Peuchere! How can you support the sun without a hat?” asked Madame Passepartout as she emerged from the kitchen, finger wagging. “Do you want grilled brains?”

For the second time that morning, he felt like a guilty schoolboy. He added a hat to his list.

It was noon, and Madame Passepartout was leaving for lunch. But before she left, Max was summoned to come inside and inspect the results of her efforts. He made admiring and grateful noises as he was shown the gleaming stove, the burnished copper saucepans, the scrubbed and spotless stone floor. It was, as far as he could see, a total transformation.

“You’ve done a huge amount in one morning,” he said. “It’s brilliant.”

Madame Passepartout allowed herself to preen for a moment before modesty took over. “Bof. It’s a start. At least you could eat in here without poisoning yourself.” She gave him a sideways look, stern and accusing. “That is, if you had any food. There is not enough here to feed a rat. A crust of bread, and that’s stale. What are you going to do about lunch?”

“Oh, I thought I’d go to the cafe in the village. Steak frites, something like that.”

Again the warning finger. “Attention. The steak is announced as beef, but it is not. It is horse. You are better with the omelette.” With that, and a promise to be back in the afternoon, Madame Passepartout drove off.

Max cleaned himself up, left the front-door key under a pot of geraniums in the courtyard, and drove down to the village. En route, thoughts of a cafe omelette gave way to a desire for something a little more substantial-he was finding that Provence made him permanently hungry-and he decided to eat at Fanny’s.

But it was not to be. Fanny was desolee, desolee, squeezing his arm and gazing into his eyes to emphasize her regret, but it was Saturday, and, as so often at this time of year, the entire restaurant had been booked by a wedding party.
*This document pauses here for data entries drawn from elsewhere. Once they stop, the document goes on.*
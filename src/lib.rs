//! Invest Calc - calculation engine for Indian retail-investment calculators
//!
//! This library provides:
//! - Fixed and recurring deposit maturity (FD, RD)
//! - SIP and lumpsum growth at an expected return
//! - PPF year-by-year accumulation
//! - NPS corpus, lump-sum / annuity split and monthly pension
//! - Field-level input validation and Indian-rupee display formatting
//!
//! Every calculator is a pure `validate` → `compute` pipeline; form state
//! and timing live in [`form`].

pub mod calculators;
pub mod config;
pub mod error;
pub mod form;
pub mod format;
pub mod primitives;
pub mod validation;

// Re-export commonly used types
pub use calculators::{
    Breakdown, Calculator, Compounding, ContributionFrequency, FdCalculator, FdInput, FdResult,
    LumpsumCalculator, LumpsumInput, LumpsumResult, NpsCalculator, NpsInput, NpsResult,
    PpfCalculator, PpfInput, PpfResult, PpfYear, RdCalculator, RdInput, RdResult, SipCalculator,
    SipInput, SipResult,
};
pub use config::Settings;
pub use error::{FieldErrors, ParseError};
pub use form::{CalculatorForm, RawForm};
pub use format::{format_inr, Proportions};
pub use validation::Validated;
Max took his disappointment to the cafe.

As it turned out, the omelette was excellent, plump and runny, the salad fresh and well dressed, and the pichet of pink wine cool and crisp. From his seat outside the cafe, Max had a clear view of the celebration that was taking place across the square.

The provincial French at play are often a surprise to visitors who have been brought up with the myth that Parisians, with their reserve and their chilly good manners, are representative of the way the rest of France behaves. The crowd on Fanny’s terrace was mostly young, with a scattering of children and older adults-all of them, from the sound of it, well supplied with wine. Bursts of laughter came rolling across the square, as did fragments of speeches, complete with interruptions and applause, and a quavering rendition of “ La Vie en Rose.” This started as a solo by an elderly man, standing with one hand on the shoulder of the bride and the other conducting the other guests, as they joined in, with a glass of champagne.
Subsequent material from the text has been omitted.